Available data
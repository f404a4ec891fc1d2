// Copyright 2026 Google LLC
//
// Licensed under the Apache License, Version 2.0 (the "License");
// you may not use this file except in compliance with the License.
// You may obtain a copy of the License at
//
//      http://www.apache.org/licenses/LICENSE-2.0
//
// Unless required by applicable law or agreed to in writing, software
// distributed under the License is distributed on an "AS IS" BASIS,
// WITHOUT WARRANTIES OR CONDITIONS OF ANY KIND, either express or implied.
// See the License for the specific language governing permissions and
// limitations under the License.

//! # History Port
//!
//! Durable record of the activity steps a run has completed. The replay host
//! reads it back on restart so the orchestrator can pick up where it stopped.

use chrono::{DateTime, Utc};
use serde::{Deserialize, Serialize};

use crate::domain::cursor::Cursor;
use crate::domain::errors::Result;
use crate::domain::export_models::{RunId, StepOutcome};

/// One completed activity step.
#[derive(Debug, Clone, PartialEq, Eq, Serialize, Deserialize)]
pub struct HistoryEvent {
    /// Zero-based position of the step within the run.
    pub sequence: u64,
    /// Cursor the orchestrator passed in.
    pub input: Cursor,
    pub outcome: StepOutcome,
    pub recorded_at: DateTime<Utc>,
}

pub trait HistoryStorePort: Send + Sync {
    /// All events recorded for `run_id`, in sequence order.
    fn load(&self, run_id: &RunId) -> Result<Vec<HistoryEvent>>;

    /// Durably records the next event. Sequence numbers must be contiguous.
    fn append(&self, run_id: &RunId, event: &HistoryEvent) -> Result<()>;
}
pub mod activity;
pub mod append_sink;
pub mod backup_service;
pub mod inspect;
pub mod orchestrator;
pub mod page_fetcher;
pub mod replay;
pub mod runtime;
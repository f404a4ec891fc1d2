// Copyright 2026 Google LLC
//
// Licensed under the Apache License, Version 2.0 (the "License");
// you may not use this file except in compliance with the License.
// You may obtain a copy of the License at
//
//      http://www.apache.org/licenses/LICENSE-2.0
//
// Unless required by applicable law or agreed to in writing, software
// distributed under the License is distributed on an "AS IS" BASIS,
// WITHOUT WARRANTIES OR CONDITIONS OF ANY KIND, either express or implied.
// See the License for the specific language governing permissions and
// limitations under the License.

//! # Blob Store Port
//!
//! The write side of the backup: named objects that only ever grow.

use crate::domain::errors::Result;

/// Append-only object storage.
pub trait BlobStorePort: Send + Sync {
    /// Creates an empty object named `name` unless it already exists.
    ///
    /// Returns `true` when this call created it.
    fn create_if_absent(&self, name: &str) -> Result<bool>;

    /// Appends `block` to the end of an existing object.
    ///
    /// One call is atomic: either the whole block lands after every earlier
    /// block, or nothing does.
    fn append_block(&self, name: &str, block: &[u8]) -> Result<()>;

    /// Largest block a single `append_block` call accepts.
    fn max_block_bytes(&self) -> usize;

    /// Reads the full object. Returns `None` if it was never created.
    fn read(&self, name: &str) -> Result<Option<Vec<u8>>>;
}
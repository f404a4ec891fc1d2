pub mod blob_store_port;
pub mod history_port;
pub mod table_store_port;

How to complete this task
Looking at the records above, return exactly the lines from the line with "pub struct HistoryEvent" to the line with "pub mod page_fetcher;", both ends included.

Result for this exercise
pub struct HistoryEvent {
    /// Zero-based position of the step within the run.
    pub sequence: u64,
    /// Cursor the orchestrator passed in.
    pub input: Cursor,
    pub outcome: StepOutcome,
    pub recorded_at: DateTime<Utc>,
}

pub trait HistoryStorePort: Send + Sync {
    /// All events recorded for `run_id`, in sequence order.
    fn load(&self, run_id: &RunId) -> Result<Vec<HistoryEvent>>;

    /// Durably records the next event. Sequence numbers must be contiguous.
    fn append(&self, run_id: &RunId, event: &HistoryEvent) -> Result<()>;
}
pub mod activity;
pub mod append_sink;
pub mod backup_service;
pub mod inspect;
pub mod orchestrator;
pub mod page_fetcher;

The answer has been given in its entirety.